Sebenarnya ini sudah kesekian kali dalam kurun sebulan ini mama memergokiku pulang larut, dan biasanya jika aku memberitahu mama bahwa aku pulang larut tadi malam, aku yakin khutbah edisi hari ke dua puluh sembilan akan kembali terulang.
"Bena sering laporan ke mama kalo kamu sering minta ngebut kalo berangkat. Mama bukannya menghakimi kamu atau kaya gimana, tapi kalo sampe anak orang celaka, kamu bisa dituntut ini itu sama keluarganya—tapi mama percaya keluarga Bena nggak mungkin gitu."
"Tapi kan ma, Nastya itu emang lagi buru-buru, lagian si Bena itu kok ember banget pake segala bocor ke mama? Kalau sampe mama kepikiran terus sakit gimana coba?!"
"Yang ada kelakuan sibuk kamu kaya gini yang buat mama sakit Nas, mama nunggu kamu sambil deg-degan takut kalo kamu pulang malem lagi, jadi nya apa? Mama ikut-ikutan begadang juga kan."
"Kalo mama nggak mau repot ya udah mama tidur duluan aja. Nastya udah cape sama kerjaan, eh di rumah juga diomelin mama. Nastya tau mama khawatir, tapi jangan ngebebanin Nastya juga dong. Kalo nanti mama sakit, siapa yang repot? Nastya juga kan ma?"
Kukeluarkan segala kejengkelan hati. Pagi ini sudah mendung, sepertinya hujan sudah turun deras di sekitaran mood-ku pagi ini. aku sendiri kesal pada mama, bukan bermaksud apa-apa, aku hanya memperingatkan mama untuk tidak selalu memikirkanku, apalagi ikut-ikut tidur malam hanya untuk menungguiku.
Karena pada faktanya mendapat promosi itu tidak seindah naik gajinya, ada beban lain yang ditugaskan Peter padaku, dan akhirnya membuatku sedikit sibuk di kantor.

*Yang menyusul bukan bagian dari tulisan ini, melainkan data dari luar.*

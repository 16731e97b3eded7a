//! Geometry kernel: value types, arc reconstruction, apertures and contour
//! classification.

pub mod aperture;
pub mod arc;
pub mod polarity;
pub mod region;
pub mod types;
pub mod vendor;

pub use aperture::*;
pub use arc::*;
pub use polarity::*;
pub use region::*;
pub use types::*;
pub use vendor::*;
//! Core geometry value types shared by the kernel, the plotter and the sink.

use serde::Serialize;

use crate::error::GeometryError;

/// Nanometres per millimetre.
pub const NM_PER_MM: i64 = 1_000_000;

/// Nanometres per inch.
pub const NM_PER_INCH: i64 = 25_400_000;

/// 2D point in board coordinate space, in integral nanometres.
#[derive(Debug, Clone, Copy, Default, PartialEq, Eq, Hash, Serialize)]
pub struct Point {
    /// X coordinate.
    pub x: i64,
    /// Y coordinate.
    pub y: i64,
}

impl Point {
    /// The origin.
    pub const ORIGIN: Self = Self { x: 0, y: 0 };

    /// Creates a point from nanometre coordinates.
    pub const fn new(x: i64, y: i64) -> Self {
        Self { x, y }
    }

    /// Returns this point shifted by `(dx, dy)`.
    #[must_use]
    pub const fn translated(self, dx: i64, dy: i64) -> Self {
        Self {
            x: self.x.saturating_add(dx),
            y: self.y.saturating_add(dy),
        }
    }

    /// Returns this point mirrored about the Y axis.
    #[must_use]
    pub const fn mirrored_y_axis(self) -> Self {
        Self {
            x: self.x.saturating_neg(),
            y: self.y,
        }
    }

    /// Returns the coordinates as floating point for intermediate maths.
    #[allow(clippy::cast_precision_loss)]
    pub fn to_f64(self) -> (f64, f64) {
        (self.x as f64, self.y as f64)
    }

    /// Rounds floating point coordinates to the nearest nanometre.
    pub fn from_f64(x: f64, y: f64) -> Self {
        Self {
            x: round_nm(x),
            y: round_nm(y),
        }
    }
}

/// Rounds a floating point nanometre value to an integer, saturating at the
/// `i64` range and mapping NaN to zero.
#[allow(clippy::cast_possible_truncation)]
pub fn round_nm(value: f64) -> i64 {
    // `as` saturates on overflow and maps NaN to 0.
    value.round() as i64
}

/// Axis-aligned bounding box in nanometres.
#[derive(Debug, Clone, Copy, PartialEq, Eq, Serialize)]
pub struct BoundingBox {
    /// Minimum X coordinate.
    pub min_x: i64,
    /// Minimum Y coordinate.
    pub min_y: i64,
    /// Maximum X coordinate.
    pub max_x: i64,
    /// Maximum Y coordinate.
    pub max_y: i64,
}

impl BoundingBox {
    /// Creates an empty bounding box that will expand with the first `update` call.
    pub const fn new() -> Self {
        Self {
            min_x: i64::MAX,
            min_y: i64::MAX,
            max_x: i64::MIN,
            max_y: i64::MIN,
        }
    }

    /// Returns `true` until the first point has been added.
    pub const fn is_empty(&self) -> bool {
        self.min_x > self.max_x || self.min_y > self.max_y
    }

    /// Expands the bounding box to include the given point.
    pub fn update(&mut self, x: i64, y: i64) {
        self.min_x = self.min_x.min(x);
        self.min_y = self.min_y.min(y);
        self.max_x = self.max_x.max(x);
        self.max_y = self.max_y.max(y);
    }

    /// Expands the bounding box to include a square of half-size `margin`
    /// around `point`.
    pub fn update_with_margin(&mut self, point: Point, margin: i64) {
        let margin = margin.saturating_abs();
        self.update(point.x.saturating_sub(margin), point.y.saturating_sub(margin));
        self.update(point.x.saturating_add(margin), point.y.saturating_add(margin));
    }

    /// Expands this bounding box to include `other`.
    pub fn merge(&mut self, other: &Self) {
        if other.is_empty() {
            return;
        }
        self.update(other.min_x, other.min_y);
        self.update(other.max_x, other.max_y);
    }

    /// Width of the box, zero when empty.
    pub const fn width(&self) -> i64 {
        if self.is_empty() {
            0
        } else {
            self.max_x.saturating_sub(self.min_x)
        }
    }

    /// Height of the box, zero when empty.
    pub const fn height(&self) -> i64 {
        if self.is_empty() {
            0
        } else {
            self.max_y.saturating_sub(self.min_y)
        }
    }

    /// Centre of the box, or the origin when empty.
    pub const fn center(&self) -> Point {
        if self.is_empty() {
            return Point::ORIGIN;
        }
        Point {
            x: self.min_x + self.width() / 2,
            y: self.min_y + self.height() / 2,
        }
    }
}

impl Default for BoundingBox {
    fn default() -> Self {
        Self::new()
    }
}

/// Layer polarity (`%LPD*%` / `%LPC*%`).
#[derive(Debug, Clone, Copy, PartialEq, Eq, Serialize)]
pub enum Polarity {
    /// Dark polarity: adds material.
    Dark,
    /// Clear polarity: removes material.
    Clear,
}

/// Interpolation mode state.
#[derive(Debug, Clone, Copy, PartialEq, Eq)]
pub enum InterpolationMode {
    /// Linear interpolation (G01).
    Linear,
    /// Clockwise circular interpolation (G02).
    ClockwiseArc,
    /// Counter-clockwise circular interpolation (G03).
    CounterClockwiseArc,
}

/// Arc sweep direction.
#[derive(Debug, Clone, Copy, PartialEq, Eq, Serialize)]
pub enum ArcDirection {
    /// Clockwise, negative sweep.
    Clockwise,
    /// Counter-clockwise, positive sweep.
    CounterClockwise,
}

impl ArcDirection {
    /// The opposite direction.
    #[must_use]
    pub const fn reversed(self) -> Self {
        match self {
            Self::Clockwise => Self::CounterClockwise,
            Self::CounterClockwise => Self::Clockwise,
        }
    }
}

/// A resolved circular arc.
///
/// Angles are in degrees, measured counter-clockwise from the positive X
/// axis. The sign of `delta_angle_deg` always agrees with `direction`.
/// Instances only come out of [`ArcParameters::new`], which rejects a
/// non-positive radius and a non-finite sweep.
#[derive(Debug, Clone, Copy, PartialEq, Serialize)]
pub struct ArcParameters {
    center: Point,
    radius: f64,
    start_angle_deg: f64,
    delta_angle_deg: f64,
    direction: ArcDirection,
}

impl ArcParameters {
    /// Validates and builds arc parameters. The direction follows the sign of
    /// `delta_angle_deg`.
    ///
    /// # Errors
    ///
    /// Returns [`GeometryError::ZeroRadius`] when `radius` is not a positive
    /// finite number and [`GeometryError::NonFiniteSweep`] when either angle
    /// is not finite.
    pub fn new(
        center: Point,
        radius: f64,
        start_angle_deg: f64,
        delta_angle_deg: f64,
    ) -> Result<Self, GeometryError> {
        if !radius.is_finite() || radius <= f64::EPSILON {
            return Err(GeometryError::ZeroRadius);
        }
        if !delta_angle_deg.is_finite() || !start_angle_deg.is_finite() {
            return Err(GeometryError::NonFiniteSweep);
        }

        let direction = if delta_angle_deg < 0.0 {
            ArcDirection::Clockwise
        } else {
            ArcDirection::CounterClockwise
        };

        Ok(Self {
            center,
            radius,
            start_angle_deg,
            delta_angle_deg,
            direction,
        })
    }

    /// Centre of the arc.
    pub const fn center(&self) -> Point {
        self.center
    }

    /// Radius in nanometres, unrounded.
    pub const fn radius(&self) -> f64 {
        self.radius
    }

    /// Start angle in degrees.
    pub const fn start_angle_deg(&self) -> f64 {
        self.start_angle_deg
    }

    /// Signed sweep in degrees.
    pub const fn delta_angle_deg(&self) -> f64 {
        self.delta_angle_deg
    }

    /// End angle in degrees (`start + delta`).
    pub fn end_angle_deg(&self) -> f64 {
        self.start_angle_deg + self.delta_angle_deg
    }

    /// Sweep direction.
    pub const fn direction(&self) -> ArcDirection {
        self.direction
    }

    /// Point on the arc at `angle_deg`, rounded to the nearest nanometre.
    pub fn point_at(&self, angle_deg: f64) -> Point {
        let (cx, cy) = self.center.to_f64();
        let angle = angle_deg.to_radians();
        Point::from_f64(
            self.radius.mul_add(angle.cos(), cx),
            self.radius.mul_add(angle.sin(), cy),
        )
    }

    /// First point of the arc.
    pub fn start_point(&self) -> Point {
        self.point_at(self.start_angle_deg)
    }

    /// Last point of the arc.
    pub fn end_point(&self) -> Point {
        self.point_at(self.end_angle_deg())
    }

    /// Returns the arc shifted by `(dx, dy)`.
    #[must_use]
    pub const fn translated(self, dx: i64, dy: i64) -> Self {
        Self {
            center: self.center.translated(dx, dy),
            ..self
        }
    }

    /// Returns the arc mirrored about the Y axis. The sweep flips sign and the
    /// direction reverses.
    #[must_use]
    pub fn mirrored_y_axis(self) -> Self {
        Self {
            center: self.center.mirrored_y_axis(),
            radius: self.radius,
            start_angle_deg: 180.0 - self.start_angle_deg,
            delta_angle_deg: -self.delta_angle_deg,
            direction: self.direction.reversed(),
        }
    }
}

Aku lelah selama seminggu ini hilir-mudik di kantor, tanpa jeda—bahkan untuk makan aja aku sedikit kewalahan.
Dan di rumah mama selalu marah-marah dan membela Bena dikala aku memojokkan tuan muda satu itu. Aku juga kesal pada Bena yang selalu membuat mama khawatir, contoh dengan membeberkan kalimat rutinku sebulan ini.
"Agak ngebut dong, aku harus buru-buru nih."
Aku sadar bahwa aku sudah dewasa, bisa bertanggung jawab atas apa yang aku dapat dan lakukan, jadi rasanya sedikit mengganjal saja ketika hal yang bisa aku ambil tanggung jawab itu disepelekan orang lain.
Jika Bena terus-menerus mengadu pada mama akan hal yang terjadi padaku, bisa disimpulkan bahwa orang itu tidak percaya dan mungkin akan berdampak juga pada mama. Mama pasti ikut-ikutan tidak percaya padaku, padahal aku ini sudah dewasa!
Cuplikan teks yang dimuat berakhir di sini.